(Collected data entries)
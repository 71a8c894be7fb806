//! Per-item prompt pipeline: normalize vars, fetch the template, render.
//!
//! Vars are parsed before anything touches the network, so an item with
//! unparseable vars never costs a request.

mod batch;


pub use batch::{BatchItem, BatchOptions, BatchSummary, ItemDefaults, parse_batch_input, run_batch};

use crate::error::{PromptError, Result};
use crate::langfuse::PromptSource;
use crate::template::{self, RenderOptions};
use crate::vars::{self, VariableContext};
use serde::Serialize;
use serde_json::Value;

/// One prompt to fetch and render.
#[derive(Debug, Clone, PartialEq)]
pub struct PromptRequest {
    pub name: String,
    pub label: String,
    /// Raw vars in any accepted shape.
    pub vars: Option<Value>,
    pub keep_original_on_error: bool,
}

/// Output record for one processed item.
#[derive(Debug, Clone, PartialEq, Serialize)]
#[serde(rename_all = "camelCase")]
pub struct PromptRecord {
    pub name: String,
    /// `None` when the requested label was empty.
    pub label: Option<String>,
    pub raw_template: String,
    pub vars: VariableContext,
    pub prompt: String,
}

/// Fetch and render one prompt.
///
/// # Errors
///
/// - [`PromptError::UserError`] for an empty prompt name
/// - [`PromptError::Vars`] when a vars string is not JSON (checked first)
/// - [`PromptError::Fetch`] when the template cannot be fetched
pub fn process_item(source: &dyn PromptSource, request: &PromptRequest) -> Result<PromptRecord> {
    if request.name.trim().is_empty() {
        return Err(PromptError::UserError("prompt name is required".to_string()));
    }

    let context = vars::parse_vars(request.vars.clone())?;
    let raw_template = source.fetch_template(&request.name, &request.label)?;
    let prompt = template::render(
        &raw_template,
        &context,
        RenderOptions::keep_original(request.keep_original_on_error),
    );

    Ok(PromptRecord {
        name: request.name.clone(),
        label: (!request.label.is_empty()).then(|| request.label.clone()),
        raw_template,
        vars: context,
        prompt,
    })
}
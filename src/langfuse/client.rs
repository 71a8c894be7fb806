//! Blocking HTTP client for the Langfuse prompts endpoint.

use super::{Credentials, LangfuseError, PromptSource};
use reqwest::blocking::Client;
use serde::Deserialize;
use serde_json::Value;
use std::time::Duration;
use url::Url;

/// Default request timeout (30 seconds).
pub const DEFAULT_TIMEOUT: Duration = Duration::from_secs(30);

/// User agent sent with every request.
const USER_AGENT: &str = concat!("langfuse-prompt/", env!("CARGO_PKG_VERSION"));

/// Path below the base URL, before the prompt name.
const PROMPTS_PATH: [&str; 4] = ["api", "public", "v2", "prompts"];

/// Longest error body carried into an error message.
const MAX_ERROR_BODY_CHARS: usize = 500;

/// Builds an HTTP client with the given request timeout.
///
/// # Errors
///
/// Returns error if client construction fails
pub fn build_client(timeout: Duration) -> Result<Client, reqwest::Error> {
    Client::builder()
        .user_agent(USER_AGENT)
        .timeout(timeout)
        .build()
}

#[derive(Debug, Deserialize)]
struct PromptResponse {
    #[serde(default)]
    prompt: Option<Value>,
}

/// Langfuse API client. Built once and reused across items.
#[derive(Debug)]
pub struct LangfuseClient {
    http: Client,
    base_url: Url,
    public_key: String,
    secret_key: String,
}

impl LangfuseClient {
    /// Create a client for `credentials`.
    ///
    /// # Errors
    ///
    /// Returns [`LangfuseError::InvalidBaseUrl`] when the base URL does not
    /// parse or cannot carry a path, and [`LangfuseError::Client`] when the
    /// HTTP client cannot be built.
    pub fn new(credentials: &Credentials, timeout: Duration) -> Result<Self, LangfuseError> {
        let base_url = parse_base_url(&credentials.base_url)?;
        let http = build_client(timeout).map_err(LangfuseError::Client)?;
        Ok(Self {
            http,
            base_url,
            public_key: credentials.public_key.clone(),
            secret_key: credentials.secret_key.clone(),
        })
    }

    /// URL for fetching `name` at `label`.
    ///
    /// The name is encoded as a single path segment, so folder-style names
    /// (`team/greeting`) become `team%2Fgreeting`.
    pub fn prompt_url(&self, name: &str, label: &str) -> Url {
        let mut url = self.base_url.clone();
        if let Ok(mut segments) = url.path_segments_mut() {
            segments.pop_if_empty().extend(PROMPTS_PATH).push(name);
        }
        url.query_pairs_mut().append_pair("label", label);
        url
    }
}

impl PromptSource for LangfuseClient {
    fn fetch_template(&self, name: &str, label: &str) -> Result<String, LangfuseError> {
        let url = self.prompt_url(name, label);
        log::info!("fetching prompt '{}' (label '{}')", name, label);
        log::debug!("GET {}", url);

        let response = self
            .http
            .get(url.clone())
            .basic_auth(&self.public_key, Some(&self.secret_key))
            .send()
            .map_err(|source| LangfuseError::Request {
                url: url.to_string(),
                source,
            })?;

        let status = response.status();
        log::debug!("prompt '{}' responded with {}", name, status);

        let body = response.text().map_err(|source| LangfuseError::Request {
            url: url.to_string(),
            source,
        })?;

        if !status.is_success() {
            return Err(LangfuseError::Status {
                name: name.to_string(),
                status: status.as_u16(),
                body: truncate(&body, MAX_ERROR_BODY_CHARS),
            });
        }

        let parsed: PromptResponse =
            serde_json::from_str(&body).map_err(|e| LangfuseError::Decode {
                name: name.to_string(),
                message: e.to_string(),
            })?;

        template_text(name, parsed.prompt)
    }
}

/// Parse the base URL, dropping any query or fragment.
fn parse_base_url(raw: &str) -> Result<Url, LangfuseError> {
    let invalid = |reason: String| LangfuseError::InvalidBaseUrl {
        url: raw.to_string(),
        reason,
    };
    let mut url = Url::parse(raw.trim()).map_err(|e| invalid(e.to_string()))?;
    if url.cannot_be_a_base() {
        return Err(invalid("URL cannot be a base".to_string()));
    }
    if !matches!(url.scheme(), "http" | "https") {
        return Err(invalid(format!("unsupported scheme '{}'", url.scheme())));
    }
    url.set_query(None);
    url.set_fragment(None);
    Ok(url)
}

/// Extract the template from the `prompt` field. Missing or null is empty.
fn template_text(name: &str, prompt: Option<Value>) -> Result<String, LangfuseError> {
    match prompt {
        None | Some(Value::Null) => Ok(String::new()),
        Some(Value::String(text)) => Ok(text),
        Some(other) => Err(LangfuseError::UnexpectedPromptType {
            name: name.to_string(),
            found: json_kind(&other).to_string(),
        }),
    }
}

fn json_kind(value: &Value) -> &'static str {
    match value {
        Value::Null => "null",
        Value::Bool(_) => "boolean",
        Value::Number(_) => "number",
        Value::String(_) => "string",
        Value::Array(_) => "array",
        Value::Object(_) => "object",
    }
}

fn truncate(text: &str, max_chars: usize) -> String {
    match text.char_indices().nth(max_chars) {
        Some((end, _)) => format!("{}...", &text[..end]),
        None => text.to_string(),
    }
}
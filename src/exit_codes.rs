//! Exit code constants for the langfuse-prompt CLI.
//!
//! - 0: Success
//! - 1: User error (bad args, bad config, missing credentials)
//! - 2: Vars could not be parsed as JSON
//! - 3: Prompt fetch failure (transport, status, response shape)

/// Successful execution.
pub const SUCCESS: i32 = 0;

/// User error: bad arguments, unreadable input, or invalid configuration.
pub const USER_ERROR: i32 = 1;

/// A vars string was not valid JSON.
pub const VARS_PARSE_FAILURE: i32 = 2;

/// Fetching a prompt from Langfuse failed.
pub const FETCH_FAILURE: i32 = 3;
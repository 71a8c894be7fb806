//! Fetch prompt templates from Langfuse and render their `{{expression}}`
//! placeholders against caller-supplied variables.
//!
//! The rendering core is pure and never fails:
//!
//! ```
//! use langfuse_prompt::template::{render, RenderOptions};
//! use langfuse_prompt::vars::parse_vars;
//! use serde_json::json;
//!
//! let context = parse_vars(Some(json!({"name": "Ada"}))).unwrap();
//! let text = render("Hi {{name.toUpperCase()}}{{missing}}", &context, RenderOptions::default());
//! assert_eq!(text, "Hi ADA");
//! ```
//!
//! [`pipeline`] ties it to a [`langfuse::PromptSource`] for single items and
//! batches.

pub mod config;
pub mod error;
pub mod exit_codes;
pub mod expr;
pub mod langfuse;
pub mod pipeline;
pub mod template;
pub mod vars;
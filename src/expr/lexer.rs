//! Tokenizer for placeholder expressions.

use super::EvalError;
use super::value::parse_radix_integer;

#[derive(Debug, Clone, PartialEq)]
pub(crate) enum Token {
    Number(f64),
    Str(String),
    Ident(String),
    Punct(&'static str),
    Eof,
}

/// Punctuators, longest first so that `===` wins over `==`.
const PUNCTUATORS: &[&str] = &[
    "===", "!==", "**", "==", "!=", "<=", ">=", "&&", "||", "??", "?.", "(", ")", "[", "]", "{",
    "}", ",", ".", "?", ":", "+", "-", "*", "/", "%", "!", "<", ">",
];

pub(crate) fn tokenize(source: &str) -> Result<Vec<Token>, EvalError> {
    let mut lexer = Lexer {
        chars: source.chars().collect(),
        pos: 0,
    };
    let mut tokens = Vec::new();
    loop {
        let token = lexer.next_token()?;
        let done = token == Token::Eof;
        tokens.push(token);
        if done {
            return Ok(tokens);
        }
    }
}

struct Lexer {
    chars: Vec<char>,
    pos: usize,
}

impl Lexer {
    fn peek(&self) -> Option<char> {
        self.chars.get(self.pos).copied()
    }

    fn peek_at(&self, offset: usize) -> Option<char> {
        self.chars.get(self.pos + offset).copied()
    }

    fn starts_with(&self, s: &str) -> bool {
        s.chars().enumerate().all(|(i, c)| self.peek_at(i) == Some(c))
    }

    fn next_token(&mut self) -> Result<Token, EvalError> {
        self.skip_trivia()?;

        let Some(c) = self.peek() else {
            return Ok(Token::Eof);
        };

        if c.is_ascii_digit() || (c == '.' && self.peek_at(1).is_some_and(|d| d.is_ascii_digit())) {
            return self.number();
        }
        if c == '"' || c == '\'' {
            return self.string(c);
        }
        if is_ident_start(c) {
            let start = self.pos;
            while self.peek().is_some_and(is_ident_part) {
                self.pos += 1;
            }
            return Ok(Token::Ident(self.chars[start..self.pos].iter().collect()));
        }

        for &punct in PUNCTUATORS {
            if self.starts_with(punct) {
                // `a?.5:b` is a conditional, not optional chaining.
                if punct == "?." && self.peek_at(2).is_some_and(|d| d.is_ascii_digit()) {
                    continue;
                }
                self.pos += punct.chars().count();
                return Ok(Token::Punct(punct));
            }
        }

        Err(EvalError::Syntax(format!("unexpected character '{}'", c)))
    }

    fn skip_trivia(&mut self) -> Result<(), EvalError> {
        loop {
            match self.peek() {
                Some(c) if c.is_whitespace() || c == '\u{feff}' => self.pos += 1,
                Some('/') if self.peek_at(1) == Some('/') => {
                    while self.peek().is_some_and(|c| !is_line_terminator(c)) {
                        self.pos += 1;
                    }
                }
                Some('/') if self.peek_at(1) == Some('*') => {
                    self.pos += 2;
                    loop {
                        if self.peek().is_none() {
                            return Err(EvalError::Syntax("unterminated comment".to_string()));
                        }
                        if self.starts_with("*/") {
                            self.pos += 2;
                            break;
                        }
                        self.pos += 1;
                    }
                }
                _ => return Ok(()),
            }
        }
    }

    fn number(&mut self) -> Result<Token, EvalError> {
        let start = self.pos;

        if self.peek() == Some('0') {
            let radix = match self.peek_at(1) {
                Some('x' | 'X') => Some(16),
                Some('o' | 'O') => Some(8),
                Some('b' | 'B') => Some(2),
                _ => None,
            };
            if let Some(radix) = radix {
                self.pos += 2;
                let digits_start = self.pos;
                while self.peek().is_some_and(|c| c.is_ascii_alphanumeric()) {
                    self.pos += 1;
                }
                let digits: String = self.chars[digits_start..self.pos].iter().collect();
                let value = parse_radix_integer(&digits, radix)
                    .ok_or_else(|| EvalError::Syntax("invalid numeric literal".to_string()))?;
                return Ok(Token::Number(value));
            }
        }

        while self.peek().is_some_and(|c| c.is_ascii_digit()) {
            self.pos += 1;
        }
        if self.peek() == Some('.') {
            self.pos += 1;
            while self.peek().is_some_and(|c| c.is_ascii_digit()) {
                self.pos += 1;
            }
        }
        if matches!(self.peek(), Some('e' | 'E')) {
            let mut lookahead = 1;
            if matches!(self.peek_at(1), Some('+' | '-')) {
                lookahead += 1;
            }
            if self.peek_at(lookahead).is_some_and(|c| c.is_ascii_digit()) {
                self.pos += lookahead;
                while self.peek().is_some_and(|c| c.is_ascii_digit()) {
                    self.pos += 1;
                }
            }
        }

        // `3in` and `1.toString()` are syntax errors.
        if self.peek().is_some_and(is_ident_start) {
            return Err(EvalError::Syntax("identifier directly after number".to_string()));
        }

        let text: String = self.chars[start..self.pos].iter().collect();
        text.parse::<f64>()
            .map(Token::Number)
            .map_err(|_| EvalError::Syntax(format!("invalid numeric literal '{}'", text)))
    }

    fn string(&mut self, quote: char) -> Result<Token, EvalError> {
        self.pos += 1;
        let mut out = String::new();
        loop {
            let Some(c) = self.peek() else {
                return Err(EvalError::Syntax("unterminated string literal".to_string()));
            };
            self.pos += 1;
            match c {
                c if c == quote => return Ok(Token::Str(out)),
                '\n' | '\r' => {
                    return Err(EvalError::Syntax("unterminated string literal".to_string()));
                }
                '\\' => self.escape(&mut out)?,
                c => out.push(c),
            }
        }
    }

    fn escape(&mut self, out: &mut String) -> Result<(), EvalError> {
        let Some(c) = self.peek() else {
            return Err(EvalError::Syntax("unterminated string literal".to_string()));
        };
        self.pos += 1;
        match c {
            'n' => out.push('\n'),
            't' => out.push('\t'),
            'r' => out.push('\r'),
            'b' => out.push('\u{8}'),
            'f' => out.push('\u{c}'),
            'v' => out.push('\u{b}'),
            '0' if !self.peek().is_some_and(|d| d.is_ascii_digit()) => out.push('\0'),
            'x' => {
                let code = self.hex_digits(2)?;
                out.push(char::from_u32(code).unwrap_or('\u{fffd}'));
            }
            'u' => {
                let code = if self.peek() == Some('{') {
                    self.pos += 1;
                    let start = self.pos;
                    while self.peek().is_some_and(|c| c != '}') {
                        self.pos += 1;
                    }
                    let digits: String = self.chars[start..self.pos].iter().collect();
                    self.pos += 1;
                    u32::from_str_radix(&digits, 16)
                        .ok()
                        .filter(|code| *code <= 0x10FFFF)
                        .ok_or_else(|| EvalError::Syntax("invalid unicode escape".to_string()))?
                } else {
                    self.hex_digits(4)?
                };
                self.push_code_unit(out, code)?;
            }
            // Line continuation.
            '\n' | '\u{2028}' | '\u{2029}' => {}
            '\r' => {
                if self.peek() == Some('\n') {
                    self.pos += 1;
                }
            }
            c if c.is_ascii_digit() => {
                return Err(EvalError::Syntax("octal escape sequences are not allowed".to_string()));
            }
            c => out.push(c),
        }
        Ok(())
    }

    /// Push a `\u` escape, pairing surrogate halves when they are adjacent.
    fn push_code_unit(&mut self, out: &mut String, code: u32) -> Result<(), EvalError> {
        if (0xD800..0xDC00).contains(&code) && self.starts_with("\\u") {
            let save = self.pos;
            self.pos += 2;
            match self.hex_digits(4) {
                Ok(low) if (0xDC00..0xE000).contains(&low) => {
                    let combined = 0x10000 + ((code - 0xD800) << 10) + (low - 0xDC00);
                    out.push(char::from_u32(combined).unwrap_or('\u{fffd}'));
                    return Ok(());
                }
                _ => self.pos = save,
            }
        }
        out.push(char::from_u32(code).unwrap_or('\u{fffd}'));
        Ok(())
    }

    fn hex_digits(&mut self, count: usize) -> Result<u32, EvalError> {
        let mut value = 0u32;
        for _ in 0..count {
            let digit = self
                .peek()
                .and_then(|c| c.to_digit(16))
                .ok_or_else(|| EvalError::Syntax("invalid hexadecimal escape".to_string()))?;
            value = value * 16 + digit;
            self.pos += 1;
        }
        Ok(value)
    }
}

fn is_ident_start(c: char) -> bool {
    c.is_alphabetic() || c == '_' || c == '$'
}

fn is_ident_part(c: char) -> bool {
    c.is_alphanumeric() || c == '_' || c == '$' || c == '\u{200c}' || c == '\u{200d}'
}

fn is_line_terminator(c: char) -> bool {
    matches!(c, '\n' | '\r' | '\u{2028}' | '\u{2029}')
}

/// Whether `name` can be used as a bound identifier.
pub(crate) fn is_identifier(name: &str) -> bool {
    let mut chars = name.chars();
    match chars.next() {
        Some(c) if is_ident_start(c) => chars.all(is_ident_part),
        _ => false,
    }
}
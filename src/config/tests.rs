//! Tests for config functionality.

use crate::config::{CONFIG_PATH_ENV, Config, ConfigSource, DEFAULT_CONFIG_FILE};
use crate::error::PromptError;
use serial_test::serial;
use std::collections::HashMap;
use std::path::Path;
use tempfile::TempDir;

fn no_env(_: &str) -> Option<String> {
    None
}

fn env_from(pairs: &[(&str, &str)]) -> impl Fn(&str) -> Option<String> + use<> {
    let map: HashMap<String, String> = pairs
        .iter()
        .map(|(k, v)| (k.to_string(), v.to_string()))
        .collect();
    move |name| map.get(name).cloned()
}

fn write_config(dir: &Path, name: &str, yaml: &str) -> std::path::PathBuf {
    let path = dir.join(name);
    std::fs::write(&path, yaml).unwrap();
    path
}

#[test]
fn test_default_config() {
    let config = Config::default();

    assert_eq!(config.base_url, "https://cloud.langfuse.com");
    assert_eq!(config.public_key, "");
    assert_eq!(config.secret_key, "");
    assert_eq!(config.timeout_secs, 30);
    assert_eq!(config.default_label, "production");
    assert!(!config.keep_original_on_error);
}

#[test]
fn test_parse_minimal_yaml() {
    let config = Config::from_yaml("").unwrap();
    assert_eq!(config, Config::default());
}

#[test]
fn test_parse_partial_yaml() {
    let yaml = r#"
public_key: pk-lf-123
default_label: staging
"#;
    let config = Config::from_yaml(yaml).unwrap();

    assert_eq!(config.public_key, "pk-lf-123");
    assert_eq!(config.default_label, "staging");

    // Unspecified values should use defaults
    assert_eq!(config.base_url, "https://cloud.langfuse.com");
    assert_eq!(config.timeout_secs, 30);
}

#[test]
fn test_parse_full_yaml() {
    let yaml = r#"
base_url: https://langfuse.internal.example.com
public_key: pk-lf-1
secret_key: sk-lf-1
timeout_secs: 5
default_label: latest
keep_original_on_error: true
"#;
    let config = Config::from_yaml(yaml).unwrap();

    assert_eq!(config.base_url, "https://langfuse.internal.example.com");
    assert_eq!(config.public_key, "pk-lf-1");
    assert_eq!(config.secret_key, "sk-lf-1");
    assert_eq!(config.timeout_secs, 5);
    assert_eq!(config.default_label, "latest");
    assert!(config.keep_original_on_error);
}

#[test]
fn test_parse_yaml_with_unknown_fields() {
    let yaml = r#"
public_key: pk
future_option: true
nested:
  thing: 1
"#;
    let config = Config::from_yaml(yaml).unwrap();
    assert_eq!(config.public_key, "pk");
}

#[test]
fn test_parse_invalid_yaml() {
    let err = Config::from_yaml("timeout_secs: [not a number").unwrap_err();
    assert!(matches!(err, PromptError::UserError(_)));
    assert!(err.to_string().contains("failed to parse config YAML"));
}

#[test]
fn test_validate_zero_timeout() {
    let err = Config::from_yaml("timeout_secs: 0").unwrap_err();
    assert!(err.to_string().contains("timeout_secs must be greater than 0"));
}

#[test]
fn test_validate_empty_base_url() {
    let err = Config::from_yaml("base_url: ''").unwrap_err();
    assert!(err.to_string().contains("base_url must not be empty"));
}

#[test]
fn test_to_yaml() {
    let config = Config::default();
    let yaml = config.to_yaml().unwrap();
    assert!(yaml.contains("default_label: production"));
    assert_eq!(Config::from_yaml(&yaml).unwrap(), config);
}

#[test]
fn test_redacted_hides_secret_only() {
    let config = Config {
        public_key: "pk-lf-1".to_string(),
        secret_key: "sk-lf-very-secret".to_string(),
        ..Config::default()
    };
    let yaml = config.redacted().to_yaml().unwrap();
    assert!(yaml.contains("pk-lf-1"));
    assert!(!yaml.contains("sk-lf-very-secret"));

    assert_eq!(Config::default().redacted().secret_key, "");
}

#[test]
fn test_credentials_and_timeout() {
    let config = Config {
        public_key: "pk".to_string(),
        secret_key: "sk".to_string(),
        timeout_secs: 7,
        ..Config::default()
    };
    let creds = config.credentials();
    assert_eq!(creds.base_url, "https://cloud.langfuse.com");
    assert_eq!(creds.public_key, "pk");
    assert_eq!(creds.secret_key, "sk");
    assert_eq!(config.timeout().as_secs(), 7);
}

#[test]
fn test_config_load_from_file() {
    let dir = TempDir::new().unwrap();
    let path = write_config(dir.path(), "config.yaml", "public_key: from-file\n");

    let config = Config::load(&path).unwrap();
    assert_eq!(config.public_key, "from-file");
}

#[test]
fn test_config_load_missing_file() {
    let err = Config::load("/nonexistent/langfuse-prompt.yaml").unwrap_err();
    assert!(err.to_string().contains("failed to read config file"));
}

#[test]
fn test_resolve_defaults_without_any_file() {
    let dir = TempDir::new().unwrap();
    let (config, source) = Config::resolve_with(None, dir.path(), no_env).unwrap();
    assert_eq!(source, ConfigSource::Defaults);
    assert_eq!(config, Config::default());
}

#[test]
fn test_resolve_working_dir_file() {
    let dir = TempDir::new().unwrap();
    let path = write_config(dir.path(), DEFAULT_CONFIG_FILE, "default_label: wd\n");

    let (config, source) = Config::resolve_with(None, dir.path(), no_env).unwrap();
    assert_eq!(source, ConfigSource::WorkingDir(path));
    assert_eq!(config.default_label, "wd");
}

#[test]
fn test_resolve_env_path_beats_working_dir() {
    let dir = TempDir::new().unwrap();
    write_config(dir.path(), DEFAULT_CONFIG_FILE, "default_label: wd\n");
    let env_path = write_config(dir.path(), "env.yaml", "default_label: env\n");

    let env = env_from(&[(CONFIG_PATH_ENV, env_path.to_str().unwrap())]);
    let (config, source) = Config::resolve_with(None, dir.path(), env).unwrap();
    assert_eq!(source, ConfigSource::Env(env_path));
    assert_eq!(config.default_label, "env");
}

#[test]
fn test_resolve_flag_beats_env_path() {
    let dir = TempDir::new().unwrap();
    let env_path = write_config(dir.path(), "env.yaml", "default_label: env\n");
    let flag_path = write_config(dir.path(), "flag.yaml", "default_label: flag\n");

    let env = env_from(&[(CONFIG_PATH_ENV, env_path.to_str().unwrap())]);
    let (config, source) = Config::resolve_with(Some(flag_path.as_path()), dir.path(), env).unwrap();
    assert_eq!(source, ConfigSource::Flag(flag_path));
    assert_eq!(config.default_label, "flag");
}

#[test]
fn test_resolve_missing_flag_file_is_error() {
    let dir = TempDir::new().unwrap();
    let missing = dir.path().join("missing.yaml");
    let err = Config::resolve_with(Some(missing.as_path()), dir.path(), no_env).unwrap_err();
    assert!(matches!(err, PromptError::UserError(_)));
}

#[test]
fn test_resolve_env_overrides_connection_fields() {
    let dir = TempDir::new().unwrap();
    write_config(
        dir.path(),
        DEFAULT_CONFIG_FILE,
        "base_url: https://file.example.com\npublic_key: pk-file\nsecret_key: sk-file\n",
    );

    let env = env_from(&[
        ("LANGFUSE_BASE_URL", "https://env.example.com"),
        ("LANGFUSE_PUBLIC_KEY", "pk-env"),
        ("LANGFUSE_SECRET_KEY", ""),
    ]);
    let (config, _) = Config::resolve_with(None, dir.path(), env).unwrap();
    assert_eq!(config.base_url, "https://env.example.com");
    assert_eq!(config.public_key, "pk-env");
    // Empty variables do not override.
    assert_eq!(config.secret_key, "sk-file");
}

#[test]
fn test_resolve_host_is_base_url_fallback() {
    let dir = TempDir::new().unwrap();
    let env = env_from(&[("LANGFUSE_HOST", "https://host.example.com")]);
    let (config, _) = Config::resolve_with(None, dir.path(), env).unwrap();
    assert_eq!(config.base_url, "https://host.example.com");

    let env = env_from(&[
        ("LANGFUSE_HOST", "https://host.example.com"),
        ("LANGFUSE_BASE_URL", "https://base.example.com"),
    ]);
    let (config, _) = Config::resolve_with(None, dir.path(), env).unwrap();
    assert_eq!(config.base_url, "https://base.example.com");
}

#[test]
#[serial]
fn test_resolve_reads_process_environment() {
    let dir = TempDir::new().unwrap();
    let path = write_config(dir.path(), "process.yaml", "public_key: pk-process\n");

    unsafe {
        std::env::set_var(CONFIG_PATH_ENV, &path);
        std::env::set_var("LANGFUSE_SECRET_KEY", "sk-process");
    }

    let result = Config::resolve(None);

    unsafe {
        std::env::remove_var(CONFIG_PATH_ENV);
        std::env::remove_var("LANGFUSE_SECRET_KEY");
    }

    let (config, source) = result.unwrap();
    assert_eq!(source, ConfigSource::Env(path));
    assert_eq!(config.public_key, "pk-process");
    assert_eq!(config.secret_key, "sk-process");
}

◆ YOUR INSTRUCTIONS
What lines in the entries contain "when"? Report each one by copying it.

◆ SOLUTION TO THE EXERCISE
    /// `None` when the requested label was empty.
/// - [`PromptError::Vars`] when a vars string is not JSON (checked first)
/// - [`PromptError::Fetch`] when the template cannot be fetched
    /// Returns [`LangfuseError::InvalidBaseUrl`] when the base URL does not
    /// parse or cannot carry a path, and [`LangfuseError::Client`] when the
    /// Push a `\u` escape, pairing surrogate halves when they are adjacent.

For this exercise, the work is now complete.